Il dit qu'il m'emmènerait parler avec la Dame Galadriel avant que je fisse ma proposition à Haldir. Les sourcils froncés du roi exprimaient toute son inquiétude à l'idée que l'Elfe si fier pût refuser mon aide. Avec un soupir, je m'assis à côté de la petite fille, à qui je fis mes adieux, et elle me serra dans ses bras. Puis je me levai, le coeur cognant sauvagement dans la poitrine comme je me préparai à ce qui allait venir.
Aragorn me conduisit à travers le flot des tentes chatoyantes jusqu'à l'une d'elles, tendue de soie et d'or, plus grande que les autres, ses étendards flottant haut dans la brise matinale. Nous nous arrêtâmes devant les sentinelles, et je ne pus m'empêcher de dévisager les deux Elfes qui se tenaient si droits, leurs longs cheveux argentés resplendissaient dans la lumière du soleil. Leurs tuniques d'un noir verdoyant contrastaient violemment avec la tente, et la présence de leurs armes servaient à me rappeler de qui ils étaient les gardiens.
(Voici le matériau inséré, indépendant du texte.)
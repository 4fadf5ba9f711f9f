//! Test suites, test cases and the context they run in.
//!
//! A suite declares its cases explicitly as an ordered list of
//! `(name, fn)` pairs. Every hook and case body returns a
//! `Result<(), TestError>`; the engine turns the error variant into the
//! phase verdict.

pub mod engine;
pub mod retry;
pub mod runner;
pub mod scheduler;

use std::fmt;
use std::time::Duration;

use thiserror::Error;
use tracing::{debug, error, info};

use crate::interrupt::Interrupt;
use crate::packet::verify::PacketVerifier;
use crate::packet::{Packet, PacketError};
use crate::result::{ErrorSeverity, Fault, TestSuiteResult};
use crate::testbed::session::SessionError;
use crate::testbed::{
    Node, SutNode, Testbed, TestbedError, TgNode, Topology, TrafficGenerator,
    SUT_EGRESS_ADDRESS, SUT_INGRESS_ADDRESS, TG_EGRESS_ADDRESS, TG_INGRESS_ADDRESS,
};
use engine::{Engine, RunAbort};

/// Default time to capture after sending a packet.
pub const DEFAULT_CAPTURE_DURATION: Duration = Duration::from_secs(1);

#[derive(Debug, Error)]
pub enum TestError {
    /// An explicit check on observed behavior did not hold.
    #[error("{0}")]
    Verify(String),

    #[error("command '{command}' timed out after {timeout:?}")]
    CommandTimeout { command: String, timeout: Duration },

    #[error("interrupted by operator")]
    Interrupted,

    #[error(transparent)]
    Fault(#[from] anyhow::Error),
}

impl TestError {
    pub fn verify(description: impl Into<String>) -> Self {
        TestError::Verify(description.into())
    }

    pub fn severity(&self) -> ErrorSeverity {
        match self {
            TestError::Verify(_) => ErrorSeverity::TestCaseVerify,
            TestError::CommandTimeout { .. } => ErrorSeverity::Ssh,
            TestError::Interrupted => ErrorSeverity::Generic,
            TestError::Fault(e) => {
                let session = e.downcast_ref::<SessionError>().or_else(|| {
                    match e.downcast_ref::<TestbedError>() {
                        Some(TestbedError::Session(s)) => Some(s),
                        _ => None,
                    }
                });
                match session {
                    Some(SessionError::CommandFailed { .. }) => ErrorSeverity::RemoteCommand,
                    Some(SessionError::Spawn { .. }) => ErrorSeverity::Ssh,
                    _ => ErrorSeverity::Generic,
                }
            }
        }
    }
}

impl From<TestbedError> for TestError {
    fn from(e: TestbedError) -> Self {
        match e {
            TestbedError::Session(SessionError::Timeout { command, timeout }) => {
                TestError::CommandTimeout { command, timeout }
            }
            TestbedError::Session(SessionError::Interrupted { .. }) | TestbedError::Interrupted => {
                TestError::Interrupted
            }
            other => TestError::Fault(other.into()),
        }
    }
}

impl From<SessionError> for TestError {
    fn from(e: SessionError) -> Self {
        TestbedError::from(e).into()
    }
}

impl From<PacketError> for TestError {
    fn from(e: PacketError) -> Self {
        TestError::Fault(e.into())
    }
}

impl From<&TestError> for Fault {
    fn from(e: &TestError) -> Self {
        Fault::new(format!("{:#}", ErrorChain(e)), e.severity())
    }
}

// Renders an error with its sources, like anyhow's alternate format.
struct ErrorChain<'a>(&'a TestError);

impl fmt::Display for ErrorChain<'_> {
    fn fmt(&self, f: &mut fmt::Formatter<'_>) -> fmt::Result {
        match self.0 {
            TestError::Fault(e) => write!(f, "{:#}", e),
            other => write!(f, "{}", other),
        }
    }
}

/// A test case body.
pub type TestCaseFn<S> = fn(&mut S, &mut SuiteContext<'_>) -> Result<(), TestError>;

pub struct TestCase<S> {
    pub name: &'static str,
    pub func: TestCaseFn<S>,
}

impl<S> TestCase<S> {
    pub const fn new(name: &'static str, func: TestCaseFn<S>) -> Self {
        Self { name, func }
    }
}

impl<S> Clone for TestCase<S> {
    fn clone(&self) -> Self {
        *self
    }
}

impl<S> Copy for TestCase<S> {}

impl<S> fmt::Debug for TestCase<S> {
    fn fmt(&self, f: &mut fmt::Formatter<'_>) -> fmt::Result {
        f.debug_tuple("TestCase").field(&self.name).finish()
    }
}

/// A collection of test cases sharing setup and teardown.
///
/// Cases are named `test_*`; `test_perf_*` cases are performance cases and
/// are not functional. Hooks default to doing nothing.
pub trait TestSuite {
    const NAME: &'static str;
    const DESCRIPTION: &'static str = "";
    /// A failing blocking suite aborts the rest of the run.
    const BLOCKING: bool = false;

    /// Every case of the suite, in declaration order.
    fn test_cases(&self) -> Vec<TestCase<Self>>
    where
        Self: Sized;

    fn set_up_suite(&mut self, _ctx: &mut SuiteContext<'_>) -> Result<(), TestError> {
        Ok(())
    }

    fn tear_down_suite(&mut self, _ctx: &mut SuiteContext<'_>) -> Result<(), TestError> {
        Ok(())
    }

    fn set_up_test_case(&mut self, _ctx: &mut SuiteContext<'_>) -> Result<(), TestError> {
        Ok(())
    }

    fn tear_down_test_case(&mut self, _ctx: &mut SuiteContext<'_>) -> Result<(), TestError> {
        Ok(())
    }
}

/// Testbed access handed to suite hooks and case bodies.
pub struct SuiteContext<'a> {
    testbed: &'a mut Testbed,
    topology: Topology,
    verifier: PacketVerifier,
    interrupt: Interrupt,
}

impl<'a> SuiteContext<'a> {
    pub fn new(testbed: &'a mut Testbed, topology: Topology, interrupt: Interrupt) -> Self {
        let verifier = PacketVerifier::new(topology.link_addresses());
        Self {
            testbed,
            topology,
            verifier,
            interrupt,
        }
    }

    pub fn sut(&mut self) -> &mut dyn SutNode {
        self.testbed.sut.as_mut()
    }

    pub fn tg(&mut self) -> &mut dyn TgNode {
        self.testbed.tg.as_mut()
    }

    pub fn topology(&self) -> &Topology {
        &self.topology
    }

    pub fn verifier(&self) -> &PacketVerifier {
        &self.verifier
    }

    pub fn interrupt(&self) -> &Interrupt {
        &self.interrupt
    }

    /// Fail with `Interrupted` if the operator asked to stop.
    pub fn check_interrupt(&self) -> Result<(), TestError> {
        if self.interrupt.should_stop() {
            return Err(TestError::Interrupted);
        }
        Ok(())
    }

    /// Enable IPv4 forwarding on the SUT and assign the fixed addresses to
    /// all four linked ports, bringing them up. `restore` undoes it.
    pub fn configure_testbed_ipv4(&mut self, restore: bool) -> Result<(), TestError> {
        let delete = restore;
        let enable = !restore;
        let t = &self.topology;
        let sut = self.testbed.sut.as_mut();
        let tg = self.testbed.tg.as_mut();

        sut.configure_ipv4_forwarding(enable)?;
        sut.configure_port_address(&SUT_EGRESS_ADDRESS, &t.sut_egress, delete)?;
        sut.configure_port_state(&t.sut_egress, enable)?;
        sut.configure_port_address(&SUT_INGRESS_ADDRESS, &t.sut_ingress, delete)?;
        sut.configure_port_state(&t.sut_ingress, enable)?;
        tg.configure_port_address(&TG_INGRESS_ADDRESS, &t.tg_ingress, delete)?;
        tg.configure_port_state(&t.tg_ingress, enable)?;
        tg.configure_port_address(&TG_EGRESS_ADDRESS, &t.tg_egress, delete)?;
        tg.configure_port_state(&t.tg_egress, enable)?;
        Ok(())
    }

    /// Address `packet` for the TG -> SUT direction, send it from the TG
    /// egress port and capture on the TG ingress port for `duration`.
    pub fn send_packet_and_capture(
        &mut self,
        packet: &Packet,
        duration: Duration,
    ) -> Result<Vec<Packet>, TestError> {
        self.check_interrupt()?;
        let packet = self.verifier.adjust_addresses(packet, false)?;
        let received = self.testbed.tg.transmit_and_capture(
            &packet,
            &self.topology.tg_egress,
            &self.topology.tg_ingress,
            duration,
        )?;
        Ok(received)
    }

    /// `packet` addressed as it should look after the SUT forwarded it.
    pub fn get_expected_packet(&self, packet: &Packet) -> Result<Packet, TestError> {
        Ok(self.verifier.adjust_addresses(packet, true)?)
    }

    pub fn verify(&self, condition: bool, failure_description: &str) -> Result<(), TestError> {
        if condition {
            return Ok(());
        }
        Err(self.fail_test_case_verify(failure_description))
    }

    /// Fail unless `expected` is among `received`.
    pub fn verify_packets(&self, expected: &Packet, received: &[Packet]) -> Result<(), TestError> {
        if self.verifier.verify_packet_present(expected, received) {
            return Ok(());
        }
        debug!(expected = %expected, "An expected packet not found among received packets");
        for packet in received {
            debug!(received = %packet, "Received packet");
        }
        Err(self.fail_test_case_verify(
            "An expected packet not found among received packets.",
        ))
    }

    fn fail_test_case_verify(&self, description: &str) -> TestError {
        error!(failure = %description, "Test case verification failed");
        debug!("A test case failed, showing the last commands executed on SUT:");
        for command in self.testbed.sut.recent_commands() {
            debug!(node = "SUT", %command);
        }
        debug!("A test case failed, showing the last commands executed on TG:");
        for command in self.testbed.tg.recent_commands() {
            debug!(node = "TG", %command);
        }
        TestError::verify(description)
    }
}

type RunSuiteFn = fn(&Engine, &mut SuiteContext<'_>, &mut TestSuiteResult) -> Result<(), RunAbort>;

/// Registry entry that can instantiate and run one suite type.
#[derive(Clone, Copy)]
pub struct SuiteEntry {
    pub name: &'static str,
    pub description: &'static str,
    run: RunSuiteFn,
}

fn run_default<S: TestSuite + Default>(
    engine: &Engine,
    ctx: &mut SuiteContext<'_>,
    result: &mut TestSuiteResult,
) -> Result<(), RunAbort> {
    let mut suite = S::default();
    engine.run_suite(&mut suite, ctx, result)
}

impl SuiteEntry {
    pub fn of<S: TestSuite + Default>() -> Self {
        Self {
            name: S::NAME,
            description: S::DESCRIPTION,
            run: run_default::<S>,
        }
    }

    pub fn run(
        &self,
        engine: &Engine,
        ctx: &mut SuiteContext<'_>,
        result: &mut TestSuiteResult,
    ) -> Result<(), RunAbort> {
        info!(suite = self.name, "Running test suite");
        (self.run)(engine, ctx, result)
    }
}

impl fmt::Debug for SuiteEntry {
    fn fmt(&self, f: &mut fmt::Formatter<'_>) -> fmt::Result {
        f.debug_struct("SuiteEntry")
            .field("name", &self.name)
            .field("description", &self.description)
            .finish()
    }
}

#[cfg(test)]
mod tests {
    use super::*;

    #[test]
    fn test_testbed_timeout_becomes_command_timeout() {
        let err: TestError = TestbedError::Session(SessionError::Timeout {
            command: "sleep 5".into(),
            timeout: Duration::from_secs(1),
        })
        .into();
        assert!(matches!(err, TestError::CommandTimeout { .. }));
        assert_eq!(err.severity(), ErrorSeverity::Ssh);
    }

    #[test]
    fn test_interrupts_are_recognized() {
        let err: TestError = TestbedError::Interrupted.into();
        assert!(matches!(err, TestError::Interrupted));
        let err: TestError = SessionError::Interrupted {
            command: "x".into(),
        }
        .into();
        assert!(matches!(err, TestError::Interrupted));
    }

    #[test]
    fn test_failed_remote_command_severity() {
        let err: TestError = SessionError::CommandFailed {
            command: "ip link".into(),
            exit_code: 2,
            stderr: "nope".into(),
        }
        .into();
        assert!(matches!(err, TestError::Fault(_)));
        assert_eq!(err.severity(), ErrorSeverity::RemoteCommand);
        let fault = Fault::from(&err);
        assert!(fault.message.contains("ip link"));
    }

    #[test]
    fn test_context_chain_in_fault_message() {
        let err = TestError::Fault(anyhow::anyhow!("root cause").context("starting app"));
        let fault = Fault::from(&err);
        assert_eq!(fault.message, "starting app: root cause");
        assert_eq!(fault.severity, ErrorSeverity::Generic);
    }
}
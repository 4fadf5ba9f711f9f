//! Operator interruption flag shared between the signal handler and the
//! blocking testbed calls.

use std::sync::atomic::{AtomicBool, AtomicUsize, Ordering};
use std::sync::Arc;

#[derive(Debug, Default)]
struct Inner {
    raised: AtomicBool,
    shield_depth: AtomicUsize,
}

/// Cloneable handle to the run-wide interruption flag.
///
/// Once raised the flag never clears. Code running inside [`Interrupt::shielded`]
/// observes the flag as clear, which lets teardown commands run to completion
/// after an abort was requested.
#[derive(Debug, Clone, Default)]
pub struct Interrupt {
    inner: Arc<Inner>,
}

impl Interrupt {
    pub fn new() -> Self {
        Self::default()
    }

    /// Request an abort of the whole run.
    pub fn raise(&self) {
        self.inner.raised.store(true, Ordering::SeqCst);
    }

    /// Whether an abort was requested, regardless of shielding.
    pub fn is_raised(&self) -> bool {
        self.inner.raised.load(Ordering::SeqCst)
    }

    /// Whether a blocking call should stop now.
    pub fn should_stop(&self) -> bool {
        self.is_raised() && self.inner.shield_depth.load(Ordering::SeqCst) == 0
    }

    /// Run `f` with interruption masked.
    pub fn shielded<T>(&self, f: impl FnOnce() -> T) -> T {
        let _guard = ShieldGuard::enter(&self.inner);
        f()
    }
}

struct ShieldGuard<'a> {
    inner: &'a Inner,
}

impl<'a> ShieldGuard<'a> {
    fn enter(inner: &'a Inner) -> Self {
        inner.shield_depth.fetch_add(1, Ordering::SeqCst);
        Self { inner }
    }
}

impl Drop for ShieldGuard<'_> {
    fn drop(&mut self) {
        self.inner.shield_depth.fetch_sub(1, Ordering::SeqCst);
    }
}

#[cfg(test)]
mod tests {
    use super::*;

    #[test]
    fn test_raise_is_visible_to_clones() {
        let interrupt = Interrupt::new();
        let handle = interrupt.clone();
        assert!(!handle.should_stop());
        interrupt.raise();
        assert!(handle.is_raised());
        assert!(handle.should_stop());
    }

    #[test]
    fn test_shield_masks_until_scope_ends() {
        let interrupt = Interrupt::new();
        interrupt.raise();
        let inside = interrupt.shielded(|| interrupt.should_stop());
        assert!(!inside);
        assert!(interrupt.should_stop());
    }
}
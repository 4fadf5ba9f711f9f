//! Built-in test suites.

pub mod os_udp;

use crate::suite::SuiteEntry;

/// Every suite this binary can run, in default execution order.
pub fn registry() -> Vec<SuiteEntry> {
    vec![SuiteEntry::of::<os_udp::OsUdp>()]
}

pub fn find(name: &str) -> Option<SuiteEntry> {
    registry().into_iter().find(|entry| entry.name == name)
}
//! Direction-aware address injection and comparison of captured traffic.
//!
//! Assumes two links between SUT and TG: one carrying TG -> SUT traffic, the
//! other SUT -> TG. Sent packets get TG egress / SUT ingress link addresses,
//! expected packets get SUT egress / TG ingress link addresses. The IPv4 pair
//! is TG egress -> TG ingress in both directions, so the SUT routes between
//! its two ports.

use std::net::Ipv4Addr;

use pnet::util::MacAddr;
use tracing::debug;

use super::{Ether, Ipv4, Layer, LayerKind, Packet, PacketError};

/// Link and network addresses of the four testbed interfaces the verifier
/// needs.
#[derive(Debug, Clone, Copy, PartialEq, Eq)]
pub struct LinkAddresses {
    pub sut_ingress_mac: MacAddr,
    pub sut_egress_mac: MacAddr,
    pub tg_ingress_mac: MacAddr,
    pub tg_egress_mac: MacAddr,
    pub tg_ingress_ip: Ipv4Addr,
    pub tg_egress_ip: Ipv4Addr,
}

#[derive(Debug, Clone)]
pub struct PacketVerifier {
    addresses: LinkAddresses,
}

impl PacketVerifier {
    pub fn new(addresses: LinkAddresses) -> Self {
        Self { addresses }
    }

    pub fn addresses(&self) -> &LinkAddresses {
        &self.addresses
    }

    /// Copy `template` with testbed addresses injected into its outermost
    /// Ethernet header and the IPv4 header right after it.
    ///
    /// `expected == false` is the TG -> SUT direction (what gets sent),
    /// `expected == true` the SUT -> TG direction (what should come back).
    /// The result is rebuilt from wire bytes so lengths and checksums match
    /// the new addresses.
    pub fn adjust_addresses(&self, template: &Packet, expected: bool) -> Result<Packet, PacketError> {
        let a = &self.addresses;
        let (src_mac, dst_mac) = if expected {
            (a.sut_egress_mac, a.tg_ingress_mac)
        } else {
            (a.tg_egress_mac, a.sut_ingress_mac)
        };

        let mut packet = template.clone();
        let mut layers = packet.layers_mut().iter_mut();
        match layers.next() {
            Some(Layer::Ether(ether)) => {
                ether.src = src_mac;
                ether.dst = dst_mac;
            }
            Some(other) => return Err(PacketError::NotEthernet { found: other.kind() }),
            None => return Err(PacketError::Empty),
        }

        // Same network pair for both directions.
        if let Some(Layer::Ipv4(ip)) = layers.next() {
            ip.src = a.tg_egress_ip;
            ip.dst = a.tg_ingress_ip;
        }

        Ok(Packet::dissect(&packet.build()?))
    }

    /// Whether `received` carries the same structure and addressing as
    /// `expected`, ignoring trailing padding on `received`.
    pub fn equivalent(&self, expected: &Packet, received: &Packet) -> bool {
        debug!(expected = %expected, received = %received, "Comparing packets");

        let l3 = expected.has_layer(LayerKind::Ipv4);
        for (exp, recv) in expected.layers().iter().zip(received.layers()) {
            let matched = match (exp, recv) {
                (Layer::Ether(_), Layer::Ether(frame)) => self.verify_l2_frame(frame, l3),
                (Layer::Ipv4(exp_ip), Layer::Ipv4(recv_ip)) => verify_l3_packet(recv_ip, exp_ip),
                _ if exp.kind() == recv.kind() => true,
                _ => {
                    debug!(expected = %exp.kind(), received = %recv.kind(), "Layers differ");
                    false
                }
            };
            if !matched {
                return false;
            }
        }

        let paired = expected.layers().len().min(received.layers().len());
        if let Some(missing) = expected.layers().get(paired) {
            debug!(layer = %missing, "The received packet did not contain an expected layer");
            return false;
        }
        if received.layers()[paired..]
            .iter()
            .any(|l| l.kind() != LayerKind::Padding)
        {
            debug!("The received packet had extra layers which were not padding");
            return false;
        }
        true
    }

    /// Whether any of `received` is equivalent to `expected`.
    pub fn verify_packet_present(&self, expected: &Packet, received: &[Packet]) -> bool {
        received.iter().any(|r| self.equivalent(expected, r))
    }

    fn verify_l2_frame(&self, received: &Ether, l3: bool) -> bool {
        let a = &self.addresses;
        debug!(
            received = %received.dst,
            expected = %a.tg_ingress_mac,
            "Comparing destination MAC"
        );
        if received.dst != a.tg_ingress_mac {
            return false;
        }

        // A network layer means the frame was routed through the SUT.
        let expected_src = if l3 { a.sut_egress_mac } else { a.tg_egress_mac };
        debug!(
            received = %received.src,
            expected = %expected_src,
            "Comparing source MAC"
        );
        received.src == expected_src
    }
}

fn verify_l3_packet(received: &Ipv4, expected: &Ipv4) -> bool {
    received.src == expected.src && received.dst == expected.dst
}

#[cfg(test)]
mod tests {
    use super::*;
    use crate::packet::Udp;

    fn verifier() -> PacketVerifier {
        PacketVerifier::new(LinkAddresses {
            sut_ingress_mac: MacAddr::new(0x02, 0, 0, 0, 0, 0x01),
            sut_egress_mac: MacAddr::new(0x02, 0, 0, 0, 0, 0x02),
            tg_ingress_mac: MacAddr::new(0x02, 0, 0, 0, 0, 0x03),
            tg_egress_mac: MacAddr::new(0x02, 0, 0, 0, 0, 0x04),
            tg_ingress_ip: Ipv4Addr::new(192, 168, 101, 3),
            tg_egress_ip: Ipv4Addr::new(192, 168, 100, 3),
        })
    }

    fn ether_ip() -> Packet {
        Packet::new().with(Ether::default()).with(Ipv4::default())
    }

    #[test]
    fn test_adjust_outbound_direction() {
        let v = verifier();
        let sent = v.adjust_addresses(&Packet::udp_datagram(), false).unwrap();
        match &sent.layers()[..2] {
            [Layer::Ether(e), Layer::Ipv4(ip)] => {
                assert_eq!(e.src, v.addresses().tg_egress_mac);
                assert_eq!(e.dst, v.addresses().sut_ingress_mac);
                assert_eq!(ip.src, Ipv4Addr::new(192, 168, 100, 3));
                assert_eq!(ip.dst, Ipv4Addr::new(192, 168, 101, 3));
            }
            other => panic!("unexpected layers: {:?}", other),
        }
    }

    #[test]
    fn test_adjust_expected_direction_keeps_network_pair() {
        let v = verifier();
        let outbound = v.adjust_addresses(&Packet::udp_datagram(), false).unwrap();
        let expected = v.adjust_addresses(&Packet::udp_datagram(), true).unwrap();
        match (&outbound.layers()[..2], &expected.layers()[..2]) {
            ([Layer::Ether(_), Layer::Ipv4(out_ip)], [Layer::Ether(e), Layer::Ipv4(exp_ip)]) => {
                assert_eq!(e.src, v.addresses().sut_egress_mac);
                assert_eq!(e.dst, v.addresses().tg_ingress_mac);
                assert_eq!((out_ip.src, out_ip.dst), (exp_ip.src, exp_ip.dst));
            }
            other => panic!("unexpected layers: {:?}", other),
        }
    }

    #[test]
    fn test_adjust_requires_ethernet_outermost() {
        let template = Packet::new().with(Ipv4::default());
        let err = verifier().adjust_addresses(&template, true).unwrap_err();
        assert!(matches!(err, PacketError::NotEthernet { found: LayerKind::Ipv4 }));
    }

    #[test]
    fn test_adjusted_packet_is_equivalent_to_itself() {
        let v = verifier();
        let templates = [
            Packet::udp_datagram(),
            ether_ip(),
            Packet::udp_datagram().with(Layer::Raw(vec![7; 32])),
            Packet::udp_datagram().with(Layer::Padding(vec![0; 18])),
        ];
        for template in templates {
            let a = v.adjust_addresses(&template, true).unwrap();
            let b = v.adjust_addresses(&template, true).unwrap();
            assert!(v.equivalent(&a, &b), "not reflexive for {}", template);
        }
    }

    #[test]
    fn test_trailing_padding_is_ignored() {
        let v = verifier();
        let expected = v.adjust_addresses(&ether_ip(), true).unwrap();
        let received = expected.clone().with(Layer::Padding(vec![0; 26]));
        assert!(v.equivalent(&expected, &received));
    }

    #[test]
    fn test_trailing_payload_is_rejected() {
        let v = verifier();
        let expected = v.adjust_addresses(&ether_ip(), true).unwrap();
        let received = expected.clone().with(Layer::Raw(vec![0xde, 0xad]));
        assert!(!v.equivalent(&expected, &received));
    }

    #[test]
    fn test_missing_layer_is_rejected() {
        let v = verifier();
        let expected = v.adjust_addresses(&ether_ip(), true).unwrap();
        let received = Packet::from_layers(expected.layers()[..1].to_vec());
        assert!(!v.equivalent(&expected, &received));
    }

    #[test]
    fn test_layer_type_mismatch_is_rejected() {
        let v = verifier();
        let expected = v.adjust_addresses(&Packet::udp_datagram(), true).unwrap();
        let mut layers = expected.layers().to_vec();
        layers[2] = Layer::Raw(vec![0; 8]);
        assert!(!v.equivalent(&expected, &Packet::from_layers(layers)));
    }

    #[test]
    fn test_wrong_destination_mac_is_rejected() {
        let v = verifier();
        let expected = v.adjust_addresses(&Packet::udp_datagram(), true).unwrap();
        let mut layers = expected.layers().to_vec();
        if let Layer::Ether(e) = &mut layers[0] {
            e.dst = MacAddr::broadcast();
        }
        assert!(!v.equivalent(&expected, &Packet::from_layers(layers)));
    }

    #[test]
    fn test_source_mac_depends_on_network_layer() {
        let v = verifier();
        let l2_only = Packet::new().with(Ether {
            src: v.addresses().tg_egress_mac,
            dst: v.addresses().tg_ingress_mac,
            ethertype: None,
        });
        assert!(v.equivalent(&l2_only, &l2_only));

        // With IPv4 in the expected packet the frame must come from the SUT.
        let routed = Packet::from_layers(vec![
            l2_only.layers()[0].clone(),
            Layer::Ipv4(Ipv4::default()),
        ]);
        assert!(!v.equivalent(&routed, &routed));
    }

    #[test]
    fn test_network_addresses_must_match() {
        let v = verifier();
        let expected = v.adjust_addresses(&Packet::udp_datagram(), true).unwrap();
        let mut layers = expected.layers().to_vec();
        if let Layer::Ipv4(ip) = &mut layers[1] {
            ip.dst = Ipv4Addr::new(10, 0, 0, 1);
        }
        assert!(!v.equivalent(&expected, &Packet::from_layers(layers)));
    }

    #[test]
    fn test_transport_fields_are_not_compared() {
        let v = verifier();
        let expected = v.adjust_addresses(&Packet::udp_datagram(), true).unwrap();
        let mut layers = expected.layers().to_vec();
        layers[2] = Layer::Udp(Udp {
            source: 1000,
            destination: 2000,
        });
        assert!(v.equivalent(&expected, &Packet::from_layers(layers)));
    }

    #[test]
    fn test_packet_present_among_received() {
        let v = verifier();
        let expected = v.adjust_addresses(&Packet::udp_datagram(), true).unwrap();
        let noise = v.adjust_addresses(&Packet::udp_datagram(), false).unwrap();
        assert!(!v.verify_packet_present(&expected, &[noise.clone()]));
        assert!(v.verify_packet_present(&expected, &[noise, expected.clone()]));
        assert!(!v.verify_packet_present(&expected, &[]));
    }
}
Leurs yeux perçants se posèrent sur moi lorsqu'Aragorn s'adressa à eux en langue elfique. L'une des sentinelles se glissa à l'intérieur, et je me mordis les lèvres, l'incertitude me gagnant davantage à chaque instant qui passait. Puis la porte de la tente s'ouvrit, et la reine de Lothlórien se tint devant moi, grande, majestueuse et immobile, ses yeux emplis de siècles étincelant comme les étoiles d'un ciel lumineux et pur.
Elle ne dit mot, mais au lieu de cela me considéra, examinant tour à tour ma vêture, mes cheveux et mon visage. Enfin, elle me fit signe de venir à l'intérieur, et je dû me battre pour rassembler mes pensées, sachant que les mots que je prononcerait devant elle devraient traduire la force de mes croyances. Je fis la révérence comme elle s'asseyait lentement, son Seigneur à ses côtés, et lorsque je me redressai après m'être inclinée, leur extrême beauté, leur grâce infinie et la lumière qui émanait d'eux me frappèrent à nouveau. Je sentis ma nervosité croître, car ni l'un ni l'autre n'avait encore proféré le moindre son.
Aragorn fit un pas en avant pour se rapprocher de moi. « Elle ne peut lire en vous, » expliqua-t-il, ajoutant que cela faisait très longtemps que Galadriel avait été incapable de franchir les barrières qui muraient l'esprit de chaque être, qu'il fût Elfe ou humain.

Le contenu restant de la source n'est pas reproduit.